The buddha taught that the cultivation of a kind and loving heart, and ultimately of a “boundless love” for all creation, was the most important dimension of our spiritual work. Sustaining a loving heart, he taught, even for the duration of a snap of a finger, makes one a truly spiritual being. This quality of love is called in Buddhist teachings either “maitri”(Sanskrit) of “metta” (Pali).
“The Pali word metta has two root meanings. One is the word for gentle. Metta is likened to a gentle rain that falls upon the earth. This rain does not select and choose – ‘I’ll rain here, and I’ll avoid that place over there.’ Rather, it simply falls without discrimination.
The other root meaning for metta is friend. To understand the power or the force of metta is to understand true friendship. The Buddha… talked about a good friend as someone who is constant in our times of happiness and also in out times of adversity or unhappiness. A friend will not forsake us when we are in trouble nor rejoice in our misfortune. The Buddha described a true friend as being a helper, someone who will protect us when we are unable to take care of ourselves, who will be a refuge to us when we are afraid.

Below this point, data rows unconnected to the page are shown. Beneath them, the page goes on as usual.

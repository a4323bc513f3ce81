use std::fs;
use std::io::Write;
use std::path::Path;

use tempfile::Builder;

use crate::error::{OperationError, OperationResult};

/// Atomically replace `path` with `contents`. Readers never observe a partial
/// file: the data goes to a temporary file in the same directory which is
/// then renamed over the target, keeping the original permissions. With
/// `backup`, the previous contents are copied to `<path>.bak` first.
pub fn write_atomic(path: &Path, contents: &str, backup: bool) -> OperationResult<()> {
    let parent = match path.parent() {
        Some(parent) if !parent.as_os_str().is_empty() => parent.to_path_buf(),
        _ => Path::new(".").to_path_buf(),
    };

    if backup && path.exists() {
        let backup_path = path.with_extension(backup_extension(path));
        fs::copy(path, &backup_path).map_err(|err| OperationError::io(&backup_path, err))?;
    }

    let mut tmp = Builder::new()
        .prefix(".callout-enhance")
        .tempfile_in(&parent)
        .map_err(|err| OperationError::io(&parent, err))?;

    let tmp_path = tmp.path().to_path_buf();
    let file = tmp.as_file_mut();
    file.write_all(contents.as_bytes())
        .and_then(|_| file.sync_all())
        .map_err(|err| OperationError::io(&tmp_path, err))?;

    #[cfg(unix)]
    {
        use std::os::unix::fs::PermissionsExt;
        if let Ok(metadata) = fs::metadata(path) {
            let perm = metadata.permissions().mode();
            let _ = fs::set_permissions(tmp.path(), fs::Permissions::from_mode(perm));
        }
    }

    tmp.persist(path)
        .map(|_| ())
        .map_err(|err| OperationError::io(path, err.error))
}

fn backup_extension(path: &Path) -> String {
    match path.extension() {
        Some(ext) => format!("{}.bak", ext.to_string_lossy()),
        None => "bak".to_string(),
    }
}

#[cfg(test)]
mod tests {
    use super::*;
    use tempfile::tempdir;

    #[test]
    fn writes_atomically_with_backup() {
        let dir = tempdir().unwrap();
        let file_path = dir.path().join("index.html");
        fs::write(&file_path, "<p>old</p>").unwrap();

        write_atomic(&file_path, "<p>new</p>", true).unwrap();

        assert_eq!(fs::read_to_string(&file_path).unwrap(), "<p>new</p>");
        assert_eq!(
            fs::read_to_string(dir.path().join("index.html.bak")).unwrap(),
            "<p>old</p>"
        );
    }

    #[test]
    fn leaves_no_temporary_files_behind() {
        let dir = tempdir().unwrap();
        let file_path = dir.path().join("page.html");
        fs::write(&file_path, "x").unwrap();

        write_atomic(&file_path, "y", false).unwrap();

        let names: Vec<_> = fs::read_dir(dir.path())
            .unwrap()
            .map(|entry| entry.unwrap().file_name())
            .collect();
        assert_eq!(names, vec![std::ffi::OsString::from("page.html")]);
    }
}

… The culmination of metta is to become such a friend to all of life.” -Sharon Salzberg, Loving Kindness: The Revolutionary Art of Happiness
“Confidence is our innate potential to be loving human beings empowers the cultivation of metta. Our potential to love is very real and is somehow not destroyed, no matter what we experience: all of the mistakes that we might make, all of the times that we are caught in reaction, all of the times we have caused pain, all of the times we have suffered. Throughout everything, our potential to love remains intact and pure. Through practicing metta in meditation and in daily life, we cultivate this potential. Love joins with our intention, as partners in healing ourselves and the world.” – Sharon Salzberg, Loving Kindness: The Revolutionary Art of Happiness.
METTA MEDITATION PRACTICE
In working with the meditation practice of metta, we gently repeat phrases that are meaningful in terms of what we wish, for our own happiness and well-being and that of others. Classically there are four phrases that are used: May I be free from all the anger, hatred, and ill will. May I be happy. May I be peaceful. These can be altered so that the words more closely express the deep wishes of our hearts, or other phrases can be used. An example of alternative phrases might be, May I be happy. May I be free of suffering and fear. May I be healed. May I be peaceful, healthy and harmonious.

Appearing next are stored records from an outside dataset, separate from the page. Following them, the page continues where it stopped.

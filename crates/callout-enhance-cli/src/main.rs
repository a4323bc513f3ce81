use std::io::{self, Read, Write};
use std::path::{Path, PathBuf};

use anyhow::{Context, Result};
use callout_enhance_config::{Config, LoadOptions};
use callout_enhance_ops::diff::build_unified_diff;
use callout_enhance_ops::{
    process_source, render_report, ExitCode, Mode, OperationError, Operations, ReportFormat,
    RunOptions,
};
use clap::{ArgAction, Parser, ValueEnum};
use tracing::debug;
use tracing_subscriber::EnvFilter;

#[derive(Parser, Debug)]
#[command(
    author,
    version,
    about = "Turn [!type] blockquotes in rendered HTML into callouts",
    long_about = None
)]
struct Cli {
    /// Files or directories to process ('-' reads stdin and writes stdout)
    #[arg(value_name = "PATH")]
    paths: Vec<PathBuf>,

    /// Rewrite pages in place (default)
    #[arg(long, conflicts_with_all = ["check", "diff"])]
    write: bool,

    /// Exit with status 1 when any page would change; write nothing
    #[arg(long, conflicts_with = "diff")]
    check: bool,

    /// Print unified diffs; write nothing
    #[arg(long)]
    diff: bool,

    /// Summary format
    #[arg(long, value_enum, default_value_t = FormatArg::Plain)]
    format: FormatArg,

    /// Only print the summary line
    #[arg(short, long)]
    quiet: bool,

    /// Configuration file applied on top of discovered ones
    #[arg(long, value_name = "PATH")]
    config: Option<PathBuf>,

    /// Copy each page to <page>.bak before rewriting it
    #[arg(long)]
    backup: bool,

    /// Increase log verbosity (repeatable)
    #[arg(short, long, action = ArgAction::Count)]
    verbose: u8,
}

#[derive(Clone, Copy, Debug, ValueEnum)]
enum FormatArg {
    Plain,
    Json,
}

impl Cli {
    fn mode(&self) -> Mode {
        if self.check {
            Mode::Check
        } else if self.diff {
            Mode::Diff
        } else {
            Mode::Write
        }
    }

    fn reads_stdin(&self) -> bool {
        self.paths.iter().any(|path| path == Path::new("-"))
    }
}

fn main() -> std::process::ExitCode {
    let cli = Cli::parse();
    init_tracing(cli.verbose);

    match run(&cli) {
        Ok(code) => std::process::ExitCode::from(code as u8),
        Err(err) => {
            eprintln!("callout-enhance error: {err:#}");
            let code = err
                .downcast_ref::<OperationError>()
                .map(OperationError::exit_code)
                .unwrap_or(ExitCode::Io);
            std::process::ExitCode::from(code as u8)
        }
    }
}

fn init_tracing(verbose: u8) {
    let level = match verbose {
        0 => "warn",
        1 => "info",
        2 => "debug",
        _ => "trace",
    };
    let fallback = format!("callout_enhance={level},callout_enhance_ops={level}");
    let filter = if verbose > 0 {
        EnvFilter::new(fallback)
    } else {
        EnvFilter::try_from_default_env().unwrap_or_else(|_| EnvFilter::new(fallback))
    };

    tracing_subscriber::fmt()
        .with_env_filter(filter)
        .with_writer(io::stderr)
        .init();
}

fn run(cli: &Cli) -> Result<ExitCode> {
    if cli.reads_stdin() {
        if cli.paths.len() > 1 {
            return Err(OperationError::InvalidInput(
                "'-' cannot be combined with other paths".to_string(),
            )
            .into());
        }
        return run_stdin(cli);
    }

    let config = Config::load(LoadOptions {
        override_path: cli.config.clone(),
        working_dir: None,
    })
    .map_err(OperationError::from)
    .context("failed to load configuration")?;
    debug!(root = %config.project.root.display(), "configuration loaded");

    let ops = Operations::new(config);
    let outcome = ops.run(RunOptions {
        paths: cli.paths.clone(),
        mode: cli.mode(),
        backup: cli.backup.then_some(true),
    })?;

    let format = match cli.format {
        FormatArg::Plain => ReportFormat::Plain,
        FormatArg::Json => ReportFormat::Json,
    };
    let rendered = render_report(&outcome, format, cli.quiet)?;
    emit(&rendered)?;

    Ok(outcome.exit_code)
}

fn run_stdin(cli: &Cli) -> Result<ExitCode> {
    let mut source = String::new();
    io::stdin()
        .read_to_string(&mut source)
        .context("failed to read stdin")?;

    let outcome = process_source(&source);
    debug!(callouts = outcome.callouts.len(), "processed stdin");

    match cli.mode() {
        Mode::Write => emit(&outcome.output)?,
        Mode::Check => {
            if outcome.changed() {
                return Ok(ExitCode::Changes);
            }
        }
        Mode::Diff => {
            if let Some(diff) = build_unified_diff(&source, &outcome.output, "stdin") {
                emit(&diff)?;
            }
        }
    }

    Ok(ExitCode::Success)
}

fn emit(content: &str) -> Result<()> {
    let stdout = io::stdout();
    let mut handle = stdout.lock();

    match handle.write_all(content.as_bytes()) {
        Ok(_) => {}
        Err(err) if should_ignore_pipe_error(&err) => return Ok(()),
        Err(err) => return Err(err).context("failed to write output"),
    }

    match handle.flush() {
        Ok(_) => Ok(()),
        Err(err) if should_ignore_pipe_error(&err) => Ok(()),
        Err(err) => Err(err).context("failed to flush stdout"),
    }
}

fn should_ignore_pipe_error(err: &io::Error) -> bool {
    matches!(
        err.kind(),
        io::ErrorKind::BrokenPipe | io::ErrorKind::WouldBlock
    )
}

Preliminary Practice: Reflecting on the Good Within You
In metta practice, we begin by allowing a feeling of love to converge in our hearts. Traditionally, we begin by spending several minutes reflection on our own goodness. We call to mind a times that we did or said something that was loving, generous, caring, or kind. If nothing comes easily to mind, we gently turn our attention to a quality in ourselves that we like – a strength or ability we can recognize and admire. If still nothing comes to mind, we can simply reflect on the basic “rightness” and beauty of our primal wish to be happy.

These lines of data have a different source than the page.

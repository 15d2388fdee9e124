#![allow(clippy::doc_markdown)]
#![doc = include_str!("../README.md")]

mod api;
mod cli;
mod prelude;
mod price;
mod tables;

use clap::{Parser, crate_version};

use crate::{
    cli::{Args, Command},
    prelude::*,
    price::{PriceSnapshot, UpdateOutcome},
    tables::build_forecast_table,
};

#[tokio::main]
async fn main() -> Result {
    let _ = dotenvy::dotenv();
    tracing_subscriber::fmt().without_time().compact().init();
    info!(version = crate_version!(), "starting…");

    let args = Args::parse();
    let mut snapshot = PriceSnapshot::new(args.amber_api.try_new_api()?);
    if snapshot.update().await? == UpdateOutcome::NoData {
        bail!("the price service returned no data");
    }

    match args.command {
        Command::Current => {
            let current = snapshot.current().context("there is no current price")?;
            info!(
                kwh = ?current.price_per_kwh,
                renewable = ?current.renewable_fraction,
                symbol = %current.symbol,
                "gotcha",
            );
            println!("{current}");
        }
        Command::Forecast => {
            let forecast = snapshot.forecast().context("there is no forecast")?;
            info!(n_prices = forecast.len(), "gotcha");
            println!("{}", build_forecast_table(forecast));
        }
        Command::Dump => {
            println!("{snapshot}");
        }
    }

    info!("done!");
    Ok(())
}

Basic Instructions: Metta Practice
Sit comfortably. Begin with five minutes of reflection on the good within you. Begin to repeat the phrases you have chosen, that express what you most deeply wish for yourself. You can coordinate the phrases with your breathing or not, as you prefer. Let the pacing and tone be gentle, offering yourself a gift with each phrase. If your mind wanders or difficult feelings or memories arise, simply notice that in a spirit of kindness and gently come back to repeating the phrases.
There are times in doing this practice when feelings of unworthiness come up strongly, and you can see clearly the conditions and limits you place on loving yourself. When this occurs, breathe gently, accept that these feelings are there, remember that you, like all beings, want to be happy and free from suffering, and come back to the metta phrases.
When directing metta to another person, we will begin our practice sessions by spending about ten minutes reflecting on our own goodness and directing metta to ourselves. Then we call to mind the person toward whom we have decided to direct the blessings of loving kindness. It is best to begin by using the same phrases we have used with ourselves, breaking down the barriers between ‘self’ and ‘other’, and acknowledge out commonality. For example, Just as I wish to be happy, so you wish to be happy. May you be happy. Just as I wish to be free from suffering and fear, so you wish to be free from suffering and fear. May you be free from suffering and fear. Overtime, you may find that you will modify the phrases you use to fit the particular person.
The Sequence of Metta Practice
- Ourselves. In Buddhist teaching, this is the essential foundation for being able to offer genuine love to others.
- A ‘Benefactor’. This is someone who has been good to you, for whom you feel gratitude and respect.
- A beloved friend.
- Someone toward whom you feel neutral.
- Someone with whom you have experienced conflict, someone toward whom you feel anger, fear, or a lack of forgiveness.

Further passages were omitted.